**Input:**
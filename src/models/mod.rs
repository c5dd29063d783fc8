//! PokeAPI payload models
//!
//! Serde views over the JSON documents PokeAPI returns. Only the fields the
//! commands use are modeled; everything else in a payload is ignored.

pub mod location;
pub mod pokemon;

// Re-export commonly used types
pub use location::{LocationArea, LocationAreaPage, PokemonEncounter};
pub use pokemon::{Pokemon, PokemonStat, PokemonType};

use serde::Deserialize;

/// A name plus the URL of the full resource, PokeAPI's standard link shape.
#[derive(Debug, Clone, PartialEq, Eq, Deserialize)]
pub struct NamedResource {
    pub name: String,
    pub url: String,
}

* * *

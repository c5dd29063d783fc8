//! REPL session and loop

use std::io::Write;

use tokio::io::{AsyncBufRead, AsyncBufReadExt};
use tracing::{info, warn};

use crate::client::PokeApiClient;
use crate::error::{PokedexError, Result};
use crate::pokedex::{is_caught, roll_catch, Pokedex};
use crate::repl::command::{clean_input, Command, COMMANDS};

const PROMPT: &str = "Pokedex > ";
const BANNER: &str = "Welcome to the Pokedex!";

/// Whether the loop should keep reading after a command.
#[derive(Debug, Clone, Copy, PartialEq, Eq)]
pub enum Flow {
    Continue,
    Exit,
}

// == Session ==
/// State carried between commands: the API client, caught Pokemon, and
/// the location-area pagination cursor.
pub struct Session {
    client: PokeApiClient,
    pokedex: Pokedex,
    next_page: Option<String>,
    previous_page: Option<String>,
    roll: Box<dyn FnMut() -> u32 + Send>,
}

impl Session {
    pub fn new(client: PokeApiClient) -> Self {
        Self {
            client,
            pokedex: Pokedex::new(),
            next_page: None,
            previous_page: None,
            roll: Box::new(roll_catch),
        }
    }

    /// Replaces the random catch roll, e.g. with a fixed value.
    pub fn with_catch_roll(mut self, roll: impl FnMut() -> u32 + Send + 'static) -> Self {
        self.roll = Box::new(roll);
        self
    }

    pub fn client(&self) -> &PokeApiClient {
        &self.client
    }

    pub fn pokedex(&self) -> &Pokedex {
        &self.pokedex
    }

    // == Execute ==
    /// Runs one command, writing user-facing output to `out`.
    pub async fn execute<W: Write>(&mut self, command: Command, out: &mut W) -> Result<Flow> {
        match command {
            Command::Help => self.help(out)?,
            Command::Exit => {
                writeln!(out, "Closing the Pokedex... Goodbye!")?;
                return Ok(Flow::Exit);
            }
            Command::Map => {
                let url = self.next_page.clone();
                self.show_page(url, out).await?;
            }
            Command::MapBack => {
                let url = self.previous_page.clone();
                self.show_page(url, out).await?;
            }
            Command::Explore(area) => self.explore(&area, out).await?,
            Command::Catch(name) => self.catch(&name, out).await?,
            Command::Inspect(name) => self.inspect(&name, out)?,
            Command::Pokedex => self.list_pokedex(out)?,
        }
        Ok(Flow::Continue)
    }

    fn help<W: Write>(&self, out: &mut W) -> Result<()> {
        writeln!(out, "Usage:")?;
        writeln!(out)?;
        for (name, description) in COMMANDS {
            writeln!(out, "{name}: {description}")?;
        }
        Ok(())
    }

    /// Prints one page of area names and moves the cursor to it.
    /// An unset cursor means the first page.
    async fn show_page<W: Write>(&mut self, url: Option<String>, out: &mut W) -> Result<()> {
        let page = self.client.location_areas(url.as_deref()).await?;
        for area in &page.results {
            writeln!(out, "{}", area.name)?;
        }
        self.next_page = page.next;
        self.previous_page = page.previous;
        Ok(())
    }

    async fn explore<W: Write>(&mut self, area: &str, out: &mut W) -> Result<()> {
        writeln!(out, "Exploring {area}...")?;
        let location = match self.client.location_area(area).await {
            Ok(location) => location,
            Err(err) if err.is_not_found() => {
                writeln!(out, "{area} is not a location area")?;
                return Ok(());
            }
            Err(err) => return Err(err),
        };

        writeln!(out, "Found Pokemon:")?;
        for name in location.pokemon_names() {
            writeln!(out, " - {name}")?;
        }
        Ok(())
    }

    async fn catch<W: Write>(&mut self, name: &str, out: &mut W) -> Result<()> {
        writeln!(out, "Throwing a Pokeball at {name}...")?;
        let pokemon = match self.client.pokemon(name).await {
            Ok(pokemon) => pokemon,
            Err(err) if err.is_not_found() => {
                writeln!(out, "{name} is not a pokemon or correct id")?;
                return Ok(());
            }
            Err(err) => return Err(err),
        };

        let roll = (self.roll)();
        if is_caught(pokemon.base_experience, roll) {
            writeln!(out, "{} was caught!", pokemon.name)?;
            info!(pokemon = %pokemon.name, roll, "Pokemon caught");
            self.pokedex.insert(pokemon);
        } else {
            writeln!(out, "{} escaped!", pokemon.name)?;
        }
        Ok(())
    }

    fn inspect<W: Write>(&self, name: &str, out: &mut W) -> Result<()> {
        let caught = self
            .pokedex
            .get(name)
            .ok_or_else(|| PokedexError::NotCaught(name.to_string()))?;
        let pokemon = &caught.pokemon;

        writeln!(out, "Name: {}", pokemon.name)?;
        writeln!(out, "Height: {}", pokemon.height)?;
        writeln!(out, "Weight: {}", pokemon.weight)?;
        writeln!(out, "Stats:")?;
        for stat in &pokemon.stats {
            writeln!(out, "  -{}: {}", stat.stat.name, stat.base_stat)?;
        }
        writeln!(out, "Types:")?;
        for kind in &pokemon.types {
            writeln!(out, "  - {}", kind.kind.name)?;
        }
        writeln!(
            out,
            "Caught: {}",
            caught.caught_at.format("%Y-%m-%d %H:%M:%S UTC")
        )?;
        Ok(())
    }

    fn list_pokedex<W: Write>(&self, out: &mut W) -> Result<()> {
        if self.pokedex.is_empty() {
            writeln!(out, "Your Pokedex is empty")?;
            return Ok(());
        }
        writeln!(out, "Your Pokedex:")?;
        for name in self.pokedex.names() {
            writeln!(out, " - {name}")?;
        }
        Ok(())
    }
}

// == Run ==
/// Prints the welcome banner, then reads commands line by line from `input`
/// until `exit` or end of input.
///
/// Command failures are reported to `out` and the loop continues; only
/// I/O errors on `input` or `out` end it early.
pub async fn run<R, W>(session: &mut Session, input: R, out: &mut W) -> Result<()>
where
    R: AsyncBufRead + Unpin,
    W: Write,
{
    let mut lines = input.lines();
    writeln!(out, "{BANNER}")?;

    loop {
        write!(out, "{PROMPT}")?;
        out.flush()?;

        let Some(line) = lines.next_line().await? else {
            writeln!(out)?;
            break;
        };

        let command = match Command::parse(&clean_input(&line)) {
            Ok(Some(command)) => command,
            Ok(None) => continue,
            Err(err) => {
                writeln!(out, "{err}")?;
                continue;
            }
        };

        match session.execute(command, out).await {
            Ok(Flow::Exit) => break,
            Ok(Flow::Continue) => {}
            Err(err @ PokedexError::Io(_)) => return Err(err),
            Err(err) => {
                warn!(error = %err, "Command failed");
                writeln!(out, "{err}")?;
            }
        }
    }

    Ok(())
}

**Problem details:**
Using the entries above, return exactly the lines from the line with "filename src/models/mod.rs" to the line with "commonly used types", counting both of those lines.

**Exercise solution:**
filename src/models/mod.rs
repository c5dd29063d783fc8
//! PokeAPI payload models
//!
//! Serde views over the JSON documents PokeAPI returns. Only the fields the
//! commands use are modeled; everything else in a payload is ignored.

pub mod location;
pub mod pokemon;

// Re-export commonly used types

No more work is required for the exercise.